Buy for your next 5 tools, not your first 2
Most platform regret happens when buyers focus only on the starter drill and driver.
Cordless platforms
If you are a homeowner choosing one cordless system for garage projects, home maintenance, and future upgrades, the smartest move is usually not the most expensive platform. It is the one that covers the tools you will really buy, keeps battery costs reasonable, and lets you grow without starting over six months later.
Written by
Garage Bench Co. Editorial Team
Updated
May 9, 2026
How to use this guide
Use the shortlist and tradeoffs below to find the best fit for your garage, then check the linked methodology, affiliate disclosure, and next-step guides if you want the deeper why behind the recommendation.
Quick answer
Disclosure: some product mentions below are affiliate links. If you use one of them, Garage Bench Co. may earn a commission at no extra cost to you. The recommendations still stay focused on what makes the most sense for your garage, budget, and next step.

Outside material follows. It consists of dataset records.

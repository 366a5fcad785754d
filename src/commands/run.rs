//! Run and once command implementations

use crate::config::Config;
use crate::error::{Error, Result};
use crate::fetch::build_browser;
use crate::pipeline::{Pipeline, RunStats, TargetReport};
use crate::schedule::FetchOutcome;
use crate::store::Store;
use serde::Serialize;
use tokio::sync::watch;
use tracing::{info, warn};

fn build_pipeline(config: &Config, store: Store) -> Result<Pipeline> {
    let browser = build_browser(&config.fetch)?;
    Pipeline::new(config.clone(), store, browser)
}

/// Run the pipeline until Ctrl-C
pub async fn cmd_run(config: &Config, store: Store) -> Result<RunStats> {
    let pipeline = build_pipeline(config, store)?;
    pipeline.hydrate().await?;

    let (tx, rx) = watch::channel(false);
    tokio::spawn(async move {
        match tokio::signal::ctrl_c().await {
            Ok(()) => info!("Received Ctrl-C, shutting down"),
            Err(e) => warn!("Failed to listen for Ctrl-C: {}", e),
        }
        let _ = tx.send(true);
    });

    pipeline.run(rx).await
}

/// One line per processed target
#[derive(Debug, Clone, Serialize)]
pub struct OnceTarget {
    pub source: String,
    pub kind: String,
    pub external_ref: String,
    pub outcome: String,
    pub created: usize,
    pub updated: usize,
    pub unchanged: usize,
    pub unresolved: usize,
    pub discovered: usize,
    pub snapshot_id: Option<String>,
}

impl From<&TargetReport> for OnceTarget {
    fn from(r: &TargetReport) -> Self {
        let outcome = match r.outcome {
            FetchOutcome::Succeeded {
                match_status: Some(status),
            } => format!("ok ({})", status),
            FetchOutcome::Succeeded { match_status: None } => "ok".to_string(),
            FetchOutcome::Failed(class) => format!("failed ({:?})", class),
            FetchOutcome::Abandoned => "abandoned".to_string(),
        };
        let page = r.page.clone().unwrap_or_default();
        Self {
            source: r.target.source.clone(),
            kind: r.target.kind.to_string(),
            external_ref: r.target.external_ref.clone(),
            outcome,
            created: page.created,
            updated: page.updated,
            unchanged: page.unchanged,
            unresolved: page.unresolved,
            discovered: page.discovered,
            snapshot_id: r.snapshot_id.clone(),
        }
    }
}

/// Process up to `batches` batches and stop
pub async fn cmd_once(config: &Config, store: Store, batches: u32) -> Result<Vec<OnceTarget>> {
    if batches == 0 {
        return Err(Error::Config("--batches must be at least 1".to_string()));
    }
    let pipeline = build_pipeline(config, store)?;
    pipeline.hydrate().await?;

    let mut processed = Vec::new();
    for n in 0..batches {
        let reports = pipeline.run_once().await?;
        if reports.is_empty() {
            info!("No eligible targets after {} batches", n);
            break;
        }
        processed.extend(reports.iter().map(OnceTarget::from));
    }
    Ok(processed)
}

/// Print run statistics to console
pub fn print_run_stats(stats: &RunStats) {
    println!("\n✓ Pipeline stopped\n");
    println!("  Batches:    {}", stats.batches);
    println!("  Succeeded:  {}", stats.targets_succeeded);
    println!("  Failed:     {}", stats.targets_failed);
    println!("  Abandoned:  {}", stats.targets_abandoned);
    println!("  Created:    {}", stats.entities_created);
    println!("  Updated:    {}", stats.entities_updated);
}

/// Print the targets processed by `once`
pub fn print_once_results(targets: &[OnceTarget]) {
    if targets.is_empty() {
        println!("Nothing to do: no targets are eligible yet.");
        return;
    }

    for t in targets {
        println!(
            "• {}/{} {} → {}",
            t.source, t.kind, t.external_ref, t.outcome
        );
        if t.created + t.updated + t.unchanged + t.unresolved > 0 {
            println!(
                "  created {}, updated {}, unchanged {}, unresolved {}, discovered {}",
                t.created, t.updated, t.unchanged, t.unresolved, t.discovered
            );
        }
        if t.outcome.starts_with("failed") {
            if let Some(id) = &t.snapshot_id {
                println!("  snapshot {}", id);
            }
        }
    }
}
//! Canonical storage using SQLite
//!
//! This module handles all persistence:
//! - Canonical entities (teams, players, matches, games, stat lines)
//! - Per-field provenance and external id mappings
//! - Raw page snapshots and orphaned records
//! - Read queries for downstream consumers
//!
//! Entity writes take an explicit connection so the ingestor can run them
//! inside its own transaction; nothing else writes canonical rows.

mod schema;

pub use schema::*;

use crate::config::Config;
use crate::error::{Error, Result};
use crate::models::{
    CanonicalEntity, EntityKind, Game, Match, MatchStatus, Player, Provenance, StatLine, Team,
};
use chrono::{DateTime, Utc};
use serde::{Deserialize, Serialize};
use serde_json::Value;
use sqlx::query::Query;
use sqlx::sqlite::{
    Sqlite, SqliteArguments, SqliteConnectOptions, SqliteConnection, SqlitePool,
    SqlitePoolOptions,
};
use sqlx::FromRow;
use std::collections::BTreeMap;
use std::path::Path;
use tracing::{debug, info};
use uuid::Uuid;

/// A stored entity together with its bookkeeping columns
#[derive(Debug, Clone)]
pub struct StoredEntity {
    pub entity: CanonicalEntity,
    pub version: i64,
    pub content_hash: String,
}

/// A raw page capture
#[derive(Debug, Clone, FromRow, Serialize, Deserialize)]
pub struct RawSnapshot {
    pub id: String,
    pub source: String,
    pub url: String,
    pub fetched_at: String,
    pub content_hash: String,
    pub path: String,
}

impl RawSnapshot {
    pub fn new(source: &str, url: &str, fetched_at: DateTime<Utc>, content_hash: String, path: String) -> Self {
        Self {
            id: Uuid::new_v4().to_string(),
            source: source.to_string(),
            url: url.to_string(),
            fetched_at: fetched_at.to_rfc3339(),
            content_hash,
            path,
        }
    }
}

/// A candidate whose references never resolved
#[derive(Debug, Clone, FromRow, Serialize, Deserialize)]
pub struct OrphanedRecord {
    pub id: String,
    pub source: String,
    pub kind: String,
    pub external_ref: String,
    pub missing_json: String,
    pub record_json: String,
    pub attempts: i64,
    pub created_at: String,
}

/// A match joined with its team names
#[derive(Debug, Clone, FromRow, Serialize, Deserialize)]
pub struct MatchRow {
    pub id: String,
    pub status: Option<MatchStatus>,
    pub event_name: Option<String>,
    pub series_name: Option<String>,
    pub scheduled_at: Option<String>,
    pub team1_name: Option<String>,
    pub team2_name: Option<String>,
    pub team1_score: Option<i64>,
    pub team2_score: Option<i64>,
    pub url: Option<String>,
    pub version: i64,
    pub updated_at: String,
}

/// A stat line joined with player, team, map and match context
#[derive(Debug, Clone, FromRow, Serialize, Deserialize)]
pub struct StatLineRow {
    pub id: String,
    pub player_name: Option<String>,
    pub team_name: Option<String>,
    pub match_id: Option<String>,
    pub scheduled_at: Option<String>,
    pub map_name: Option<String>,
    pub agent: Option<String>,
    pub rating: Option<f64>,
    pub acs: Option<f64>,
    pub kills: Option<i64>,
    pub deaths: Option<i64>,
    pub assists: Option<i64>,
    pub kast: Option<f64>,
    pub adr: Option<f64>,
    pub hs_pct: Option<f64>,
    pub first_kills: Option<i64>,
    pub first_deaths: Option<i64>,
}

/// A match mapped back to the source that knows it, for scheduler hydration
#[derive(Debug, Clone, FromRow)]
pub struct MatchTargetRow {
    pub source: String,
    pub external_ref: String,
    pub status: Option<MatchStatus>,
    pub updated_at: String,
}

/// Filter for match queries
#[derive(Debug, Clone, Default)]
pub struct MatchQuery {
    pub from: Option<DateTime<Utc>>,
    pub to: Option<DateTime<Utc>>,
    /// Team id or case-insensitive team name
    pub team: Option<String>,
    pub status: Option<MatchStatus>,
    pub limit: Option<u32>,
}

/// Filter for stat line queries
#[derive(Debug, Clone, Default)]
pub struct StatQuery {
    /// Player id or case-insensitive player name
    pub player: Option<String>,
    /// Team id or case-insensitive team name
    pub team: Option<String>,
    pub from: Option<DateTime<Utc>>,
    pub to: Option<DateTime<Utc>>,
    pub limit: Option<u32>,
}
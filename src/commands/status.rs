//! Status command implementation

use crate::config::Config;
use crate::error::Result;
use crate::fetch::is_js_rendering_available;
use crate::pipeline::StatusReport;
use crate::store::{GlobalStats, Store};
use serde::{Deserialize, Serialize};
use tracing::info;

/// Status information
#[derive(Debug, Clone, Serialize, Deserialize)]
pub struct StatusInfo {
    pub config_path: String,
    pub db_path: String,
    pub snapshot_dir: String,
    pub js_rendering: bool,
    pub js_rendering_available: bool,
    pub db_stats: GlobalStats,
    /// Last report written by `run` or `once`, if any
    pub pipeline: Option<StatusReport>,
}

/// Get system status
pub async fn cmd_status(config: &Config, store: &Store) -> Result<StatusInfo> {
    info!("Getting status");

    let db_stats = store.get_global_stats().await?;
    let pipeline = StatusReport::load(&config.paths.status_file).await?;

    Ok(StatusInfo {
        config_path: config.paths.config_file.display().to_string(),
        db_path: config.paths.db_file.display().to_string(),
        snapshot_dir: config.paths.snapshot_dir.display().to_string(),
        js_rendering: config.fetch.js_rendering,
        js_rendering_available: is_js_rendering_available(),
        db_stats,
        pipeline,
    })
}

/// Print status to console
pub fn print_status(status: &StatusInfo) {
    println!("\n📊 vct-ingest Status\n");
    println!("Configuration: {}", status.config_path);
    println!("Database: {}", status.db_path);
    println!("Snapshots: {}", status.snapshot_dir);

    let rendering = match (status.js_rendering, status.js_rendering_available) {
        (true, true) => "headless browser",
        (true, false) => "⚠ plain HTTP (build lacks js-rendering)",
        (false, _) => "plain HTTP",
    };
    println!("Fetching: {}", rendering);

    println!("\nDatabase Stats:");
    println!("  Teams: {}", status.db_stats.team_count);
    println!("  Players: {}", status.db_stats.player_count);
    println!("  Matches: {}", status.db_stats.match_count);
    println!("  Games: {}", status.db_stats.game_count);
    println!("  Stat lines: {}", status.db_stats.stat_line_count);
    println!("  Snapshots: {}", status.db_stats.snapshot_count);
    println!("  Orphaned records: {}", status.db_stats.orphan_count);
    if let Some(updated) = &status.db_stats.last_updated_at {
        println!("  Last updated: {}", updated);
    }

    println!("\nPipeline:");
    match &status.pipeline {
        None => println!("  No report yet. Run 'vct-ingest run' or 'vct-ingest once'."),
        Some(report) => {
            let freshness = if report.stale {
                "⚠ data temporarily stale"
            } else {
                "✓ fresh"
            };
            println!("  {} (as of {})", freshness, report.generated_at.to_rfc3339());
            for source in &report.sources {
                print!(
                    "  {}: {} pending, {} in flight",
                    source.source, source.pending, source.in_flight
                );
                if let Some(delay) = source.current_delay_ms {
                    print!(", backing off {}ms", delay);
                }
                if let Some(until) = source.paused_until {
                    print!(", paused until {}", until.to_rfc3339());
                }
                println!();
            }
        }
    }
}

For most homeowners, Ryobi 18V ONE+ is the best cordless tool platform because it gives you broad tool coverage, easier entry pricing, and enough capability for the overwhelming majority of home and garage tasks. A smart place to start is the RYOBI 18V ONE+ HP Compact Brushless 2-Tool Combo Kit. If you are a heavier DIY user who expects to upgrade into stronger tools and build a more serious garage setup, DeWalt 20V Max XR is usually the best step-up choice, with the DEWALT 20V MAX XR Hammer Drill and Impact Driver Kit (DCK250QQ2) being a strong entry point. If you want the deepest premium ecosystem and do not mind paying more, Milwaukee M18 has the highest long-term ceiling, and the Milwaukee 2997-22 Hammer Drill and Impact Driver Kit is the premium path I would start with.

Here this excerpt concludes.